Prof. Amir H. Gandomi
University of Technology Sydney, Australia

Biography: Amir H. Gandomi is a Professor of Data Science and an ARC DECRA Fellow at the Faculty of Engineering & Information Technology, University of Technology Sydney. Prior to joining UTS, Prof. Gandomi was an Assistant Professor at the School of Business, Stevens Institute of Technology, USA and a distinguished research fellow in BEACON center, Michigan State University, USA. Prof. Gandomi has published over two hundred journal papers and seven books which collectively have been cited 18,000+ times (H-index = 60). He has been named as one of the most influential scientific mind and Highly Cited Researcher (top 0.1% publications and 0.01% researchers) for four consecutive years, 2017 to 2020. He also ranked 18th in GP bibliography among more than 12,000 researchers. He has served as associate editor, editor and guest editor in several prestigious journals such as AE of SWEVO, IEEE TBD, and IEEE IoTJ. Prof Gandomi is active in delivering keynotes and invited talks. His research interests are global optimisation and (big) data analytics using machine learning and evolutionary computations in particular.
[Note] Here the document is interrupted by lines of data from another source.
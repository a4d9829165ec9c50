use async_trait::async_trait;
use secrecy::SecretString;
use serde::{Deserialize, Serialize};

use crate::ethics::{ModuleSelection, SurveyModule, CORE_ITEM_COUNT, MODULE_ITEM_COUNT};

/// Everything a deployer needs to publish one survey.
#[derive(Debug, Clone, Copy)]
pub struct DeploymentRequest<'a> {
    pub modules: &'a ModuleSelection,
    pub scale_type: &'a str,
    pub mode: &'a str,
    pub credential: Option<&'a SecretString>,
}

#[derive(Debug, Clone, PartialEq, Eq, Serialize, Deserialize)]
pub struct DeploymentResult {
    pub survey_id: String,
    pub survey_url: String,
    pub item_count: usize,
    pub module_list: Vec<String>,
    pub validation_status: String,
}

impl DeploymentResult {
    /// Checks the item-count contract: known module names, core present, at
    /// least seven items and five more for every non-core module.
    pub fn validate(&self) -> Result<(), DeploymentError> {
        if let Some(unknown) = self
            .module_list
            .iter()
            .find(|module| SurveyModule::parse(module).is_none())
        {
            return Err(DeploymentError::InvalidResult(format!(
                "module_list contains unknown module '{unknown}'"
            )));
        }
        if !self.module_list.iter().any(|module| module == "core") {
            return Err(DeploymentError::InvalidResult(
                "module_list must contain 'core'".to_string(),
            ));
        }
        if self.item_count < CORE_ITEM_COUNT {
            return Err(DeploymentError::InvalidResult(format!(
                "item_count must be at least {CORE_ITEM_COUNT}, got {}",
                self.item_count
            )));
        }
        let expected = CORE_ITEM_COUNT + MODULE_ITEM_COUNT * (self.module_list.len() - 1);
        if self.item_count != expected {
            return Err(DeploymentError::InvalidResult(format!(
                "item_count {} does not match {} modules (expected {expected})",
                self.item_count,
                self.module_list.len()
            )));
        }
        Ok(())
    }
}

#[derive(Debug, thiserror::Error)]
pub enum DeploymentError {
    #[error("forms API credential is required for live deployment")]
    MissingCredential,
    #[error("forms API request failed: {0}")]
    Transport(String),
    #[error("survey deployment timed out after {0} seconds")]
    Timeout(u64),
    #[error("forms API returned {status}: {body}")]
    Status { status: u16, body: String },
    #[error("forms API response malformed: {0}")]
    MalformedResponse(String),
    #[error("deployment result failed validation: {0}")]
    InvalidResult(String),
}

#[async_trait]
pub trait SurveyDeployer: Send + Sync {
    async fn deploy(
        &self,
        request: &DeploymentRequest<'_>,
    ) -> Result<DeploymentResult, DeploymentError>;
}
//! Subtranslate - subtitle translation with a local LLM
//!
//! Parses SRT files, translates every entry through an ollama endpoint,
//! cleans the model output and writes the translated file next to the source.

pub mod cli;
pub mod config;
pub mod workflow;
pub mod translate;
pub mod subtitle;
pub mod paths;
pub mod progress;
pub mod error;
Speech Title: Evolutionary Computation for Modelling of Mechanical and Aerospace Systems

Abstract: Evolutionary Computation (EC) has been widely used during the last two decades and has remained a highly-researched topic, especially for complex engineeing problems. The EC techniques are a subset of artificial intelligence, but they are slightly different from the classical methods in the sense that the intelligence of EC comes from biological systems or nature in general. The efficiency of ECis due to their significant ability to imitate the best features of nature which have evolved by natural selection over millions of years. The central theme of this presentation is about EC techniques and their application to complex structural and mechanical problems. On this basis, first I will talk about an evolutionary approach called genetic programming for data mining. Applied evolutionary computing will be presented, and then their new advances will be mentioned such as big data mining. Here, some of my studies on big data mining and modelling using EC and genetic programming, in particular, will be presented. Case studies’ topics include seismic design, inverse design, and material design. In the second section, the evolutionary optimization algorithms and their key applications in the design optimization of complex and nonlinear systems will be discussed. It will also be explained how such algorithms have been adopted to structural and mechanical problems and how their advantages over the classical optimization problems are used in action. Optimization results of large-scale systems and many-objective problems will be presented which show the applicability of EC. Some heuristics will be explained which are adaptable with EC and they can significantly improve the optimization results.